[[ The data, beginning ]]

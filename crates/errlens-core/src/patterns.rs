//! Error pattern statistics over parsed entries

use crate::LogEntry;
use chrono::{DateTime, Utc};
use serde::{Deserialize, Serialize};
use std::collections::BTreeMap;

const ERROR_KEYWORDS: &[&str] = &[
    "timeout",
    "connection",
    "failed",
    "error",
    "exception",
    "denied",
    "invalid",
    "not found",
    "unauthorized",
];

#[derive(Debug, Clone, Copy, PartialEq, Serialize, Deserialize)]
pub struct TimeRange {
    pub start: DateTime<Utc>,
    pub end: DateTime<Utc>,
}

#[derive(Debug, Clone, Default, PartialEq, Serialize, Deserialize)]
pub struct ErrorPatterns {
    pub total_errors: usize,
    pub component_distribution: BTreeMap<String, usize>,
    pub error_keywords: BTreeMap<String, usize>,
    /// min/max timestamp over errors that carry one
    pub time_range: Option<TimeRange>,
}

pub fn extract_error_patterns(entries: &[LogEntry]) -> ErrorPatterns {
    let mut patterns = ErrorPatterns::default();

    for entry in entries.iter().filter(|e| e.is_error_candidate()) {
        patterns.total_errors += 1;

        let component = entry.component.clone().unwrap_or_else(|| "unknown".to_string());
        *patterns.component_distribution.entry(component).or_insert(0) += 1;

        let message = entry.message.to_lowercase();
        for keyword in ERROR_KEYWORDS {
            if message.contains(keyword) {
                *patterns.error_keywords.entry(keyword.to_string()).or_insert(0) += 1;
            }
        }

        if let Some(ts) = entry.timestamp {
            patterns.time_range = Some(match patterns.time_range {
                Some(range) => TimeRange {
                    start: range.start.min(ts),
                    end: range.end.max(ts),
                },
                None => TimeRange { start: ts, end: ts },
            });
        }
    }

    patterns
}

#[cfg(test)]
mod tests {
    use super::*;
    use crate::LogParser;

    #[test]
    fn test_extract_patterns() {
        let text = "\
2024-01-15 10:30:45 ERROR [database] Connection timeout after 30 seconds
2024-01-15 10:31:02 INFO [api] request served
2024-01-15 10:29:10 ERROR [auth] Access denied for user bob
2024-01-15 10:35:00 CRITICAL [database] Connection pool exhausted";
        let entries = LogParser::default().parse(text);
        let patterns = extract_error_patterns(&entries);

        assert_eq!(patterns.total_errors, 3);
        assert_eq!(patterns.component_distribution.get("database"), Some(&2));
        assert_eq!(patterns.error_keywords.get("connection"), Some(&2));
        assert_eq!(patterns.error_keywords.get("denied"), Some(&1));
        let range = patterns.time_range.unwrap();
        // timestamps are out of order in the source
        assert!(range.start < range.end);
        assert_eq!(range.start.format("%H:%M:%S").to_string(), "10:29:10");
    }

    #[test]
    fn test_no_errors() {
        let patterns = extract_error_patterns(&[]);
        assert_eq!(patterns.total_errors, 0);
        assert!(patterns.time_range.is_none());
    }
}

[[ The data, end ]]
[[ The data, beginning ]]

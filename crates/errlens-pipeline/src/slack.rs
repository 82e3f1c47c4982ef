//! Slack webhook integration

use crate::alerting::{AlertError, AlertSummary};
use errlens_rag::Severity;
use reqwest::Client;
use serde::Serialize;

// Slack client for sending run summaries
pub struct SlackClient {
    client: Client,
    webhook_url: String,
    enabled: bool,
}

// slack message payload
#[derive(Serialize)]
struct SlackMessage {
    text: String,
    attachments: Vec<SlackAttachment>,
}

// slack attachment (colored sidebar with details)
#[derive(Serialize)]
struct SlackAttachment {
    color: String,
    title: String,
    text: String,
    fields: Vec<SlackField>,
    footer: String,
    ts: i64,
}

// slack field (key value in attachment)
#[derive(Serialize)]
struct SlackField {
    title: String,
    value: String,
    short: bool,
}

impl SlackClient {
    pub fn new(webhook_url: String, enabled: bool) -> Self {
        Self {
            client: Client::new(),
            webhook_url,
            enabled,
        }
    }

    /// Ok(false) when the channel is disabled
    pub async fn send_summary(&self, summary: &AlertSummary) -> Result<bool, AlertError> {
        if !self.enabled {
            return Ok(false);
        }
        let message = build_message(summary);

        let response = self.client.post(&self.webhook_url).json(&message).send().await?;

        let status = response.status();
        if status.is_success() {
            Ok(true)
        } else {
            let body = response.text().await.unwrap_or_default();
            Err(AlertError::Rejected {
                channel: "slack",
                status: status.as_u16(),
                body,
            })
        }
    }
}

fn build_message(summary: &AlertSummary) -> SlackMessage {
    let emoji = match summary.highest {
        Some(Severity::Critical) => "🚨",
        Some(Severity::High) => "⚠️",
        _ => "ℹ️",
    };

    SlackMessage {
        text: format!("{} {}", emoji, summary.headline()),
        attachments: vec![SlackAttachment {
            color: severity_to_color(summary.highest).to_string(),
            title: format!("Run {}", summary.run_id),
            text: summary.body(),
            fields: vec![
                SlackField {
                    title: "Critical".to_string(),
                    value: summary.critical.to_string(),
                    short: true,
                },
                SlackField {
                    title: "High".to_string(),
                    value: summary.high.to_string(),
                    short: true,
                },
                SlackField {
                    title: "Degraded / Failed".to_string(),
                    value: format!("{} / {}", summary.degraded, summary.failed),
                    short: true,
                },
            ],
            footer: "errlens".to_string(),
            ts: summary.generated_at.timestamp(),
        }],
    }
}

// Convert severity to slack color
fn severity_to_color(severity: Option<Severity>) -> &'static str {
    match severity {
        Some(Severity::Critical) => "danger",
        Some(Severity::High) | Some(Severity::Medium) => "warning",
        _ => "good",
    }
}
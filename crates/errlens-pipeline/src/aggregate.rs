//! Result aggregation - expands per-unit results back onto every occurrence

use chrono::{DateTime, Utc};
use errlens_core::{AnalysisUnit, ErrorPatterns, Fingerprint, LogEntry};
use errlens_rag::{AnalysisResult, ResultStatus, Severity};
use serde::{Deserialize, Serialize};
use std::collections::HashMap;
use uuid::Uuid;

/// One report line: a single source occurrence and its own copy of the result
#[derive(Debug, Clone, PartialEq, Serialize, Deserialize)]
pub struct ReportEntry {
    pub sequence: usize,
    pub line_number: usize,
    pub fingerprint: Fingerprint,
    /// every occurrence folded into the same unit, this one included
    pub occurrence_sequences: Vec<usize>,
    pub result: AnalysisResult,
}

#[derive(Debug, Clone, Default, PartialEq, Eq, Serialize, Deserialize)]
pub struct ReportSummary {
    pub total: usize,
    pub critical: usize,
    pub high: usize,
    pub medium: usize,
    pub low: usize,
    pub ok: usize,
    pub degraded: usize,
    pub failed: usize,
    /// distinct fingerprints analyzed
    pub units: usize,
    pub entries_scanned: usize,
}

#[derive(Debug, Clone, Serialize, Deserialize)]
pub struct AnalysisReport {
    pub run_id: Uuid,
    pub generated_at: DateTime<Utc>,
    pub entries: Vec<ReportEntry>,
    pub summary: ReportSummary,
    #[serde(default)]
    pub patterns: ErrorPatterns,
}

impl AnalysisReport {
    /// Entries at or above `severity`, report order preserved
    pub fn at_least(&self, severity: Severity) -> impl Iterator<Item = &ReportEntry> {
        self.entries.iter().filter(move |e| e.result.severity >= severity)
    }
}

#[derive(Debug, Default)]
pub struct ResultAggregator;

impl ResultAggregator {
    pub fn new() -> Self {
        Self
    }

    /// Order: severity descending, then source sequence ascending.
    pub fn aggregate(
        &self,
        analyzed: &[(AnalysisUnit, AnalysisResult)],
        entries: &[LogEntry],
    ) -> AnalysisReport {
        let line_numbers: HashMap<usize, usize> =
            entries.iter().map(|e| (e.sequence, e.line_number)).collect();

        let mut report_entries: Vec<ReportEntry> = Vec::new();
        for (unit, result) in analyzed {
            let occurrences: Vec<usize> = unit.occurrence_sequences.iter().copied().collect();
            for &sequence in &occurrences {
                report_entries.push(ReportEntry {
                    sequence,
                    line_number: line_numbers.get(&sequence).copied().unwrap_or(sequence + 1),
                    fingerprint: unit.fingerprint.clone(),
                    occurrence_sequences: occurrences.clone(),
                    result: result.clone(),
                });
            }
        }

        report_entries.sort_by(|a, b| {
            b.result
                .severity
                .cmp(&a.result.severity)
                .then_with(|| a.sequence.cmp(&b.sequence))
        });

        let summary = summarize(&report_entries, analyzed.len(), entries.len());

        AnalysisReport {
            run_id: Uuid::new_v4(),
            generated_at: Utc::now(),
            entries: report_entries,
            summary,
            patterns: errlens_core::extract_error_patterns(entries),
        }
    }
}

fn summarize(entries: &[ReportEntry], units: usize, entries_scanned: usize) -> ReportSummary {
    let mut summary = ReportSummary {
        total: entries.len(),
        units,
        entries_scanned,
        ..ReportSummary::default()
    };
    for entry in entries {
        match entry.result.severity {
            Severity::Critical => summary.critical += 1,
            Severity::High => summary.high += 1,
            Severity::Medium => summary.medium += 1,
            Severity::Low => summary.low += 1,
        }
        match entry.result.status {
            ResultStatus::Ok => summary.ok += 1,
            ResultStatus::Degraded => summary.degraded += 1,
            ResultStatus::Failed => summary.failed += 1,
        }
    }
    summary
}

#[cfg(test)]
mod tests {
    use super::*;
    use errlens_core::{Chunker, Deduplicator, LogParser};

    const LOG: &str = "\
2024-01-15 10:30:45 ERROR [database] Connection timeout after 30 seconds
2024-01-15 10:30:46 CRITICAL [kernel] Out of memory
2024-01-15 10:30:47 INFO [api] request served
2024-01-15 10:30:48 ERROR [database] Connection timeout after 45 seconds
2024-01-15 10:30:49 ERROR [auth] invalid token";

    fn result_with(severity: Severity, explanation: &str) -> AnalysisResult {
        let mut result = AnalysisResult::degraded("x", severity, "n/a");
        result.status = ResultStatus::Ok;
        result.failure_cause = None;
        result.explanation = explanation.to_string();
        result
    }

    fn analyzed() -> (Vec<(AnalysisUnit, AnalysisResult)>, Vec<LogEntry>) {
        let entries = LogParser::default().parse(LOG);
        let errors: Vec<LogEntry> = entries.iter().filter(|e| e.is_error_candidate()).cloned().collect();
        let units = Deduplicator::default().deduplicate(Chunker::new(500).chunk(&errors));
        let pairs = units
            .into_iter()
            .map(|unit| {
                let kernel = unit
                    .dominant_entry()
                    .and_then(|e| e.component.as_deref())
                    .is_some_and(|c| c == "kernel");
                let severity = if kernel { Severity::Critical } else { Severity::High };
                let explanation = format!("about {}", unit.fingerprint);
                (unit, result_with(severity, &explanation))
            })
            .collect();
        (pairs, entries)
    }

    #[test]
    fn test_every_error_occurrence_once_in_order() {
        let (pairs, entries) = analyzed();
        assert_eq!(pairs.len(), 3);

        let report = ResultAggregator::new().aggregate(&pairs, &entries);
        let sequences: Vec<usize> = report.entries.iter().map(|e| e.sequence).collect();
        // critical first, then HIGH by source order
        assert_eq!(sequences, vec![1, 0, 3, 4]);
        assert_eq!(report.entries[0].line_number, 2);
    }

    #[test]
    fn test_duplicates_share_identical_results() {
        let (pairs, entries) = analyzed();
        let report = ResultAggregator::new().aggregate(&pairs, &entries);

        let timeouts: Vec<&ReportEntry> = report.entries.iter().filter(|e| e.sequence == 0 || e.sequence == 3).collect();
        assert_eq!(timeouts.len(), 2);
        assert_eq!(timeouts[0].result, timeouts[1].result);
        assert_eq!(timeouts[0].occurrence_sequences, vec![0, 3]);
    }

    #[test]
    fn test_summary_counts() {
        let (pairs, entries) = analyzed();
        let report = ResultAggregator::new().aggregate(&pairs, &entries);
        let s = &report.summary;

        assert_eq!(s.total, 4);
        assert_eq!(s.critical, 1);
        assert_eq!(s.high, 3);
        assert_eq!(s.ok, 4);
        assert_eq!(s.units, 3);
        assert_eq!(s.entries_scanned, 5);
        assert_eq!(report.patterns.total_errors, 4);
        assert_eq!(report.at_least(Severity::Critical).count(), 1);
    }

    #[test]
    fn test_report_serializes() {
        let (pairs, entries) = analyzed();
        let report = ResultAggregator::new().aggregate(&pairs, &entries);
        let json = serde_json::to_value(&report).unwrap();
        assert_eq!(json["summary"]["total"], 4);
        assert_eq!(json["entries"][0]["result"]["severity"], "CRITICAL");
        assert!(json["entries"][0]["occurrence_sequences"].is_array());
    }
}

[[ The data, end ]]

* [What is being asked]
Check the data for the word "struct" and pull out the lines that have it.

* [Solution]
pub struct TimeRange {
pub struct ErrorPatterns {
pub struct SlackClient {
struct SlackMessage {
struct SlackAttachment {
struct SlackField {
pub struct ReportEntry {
pub struct ReportSummary {
pub struct AnalysisReport {
pub struct ResultAggregator;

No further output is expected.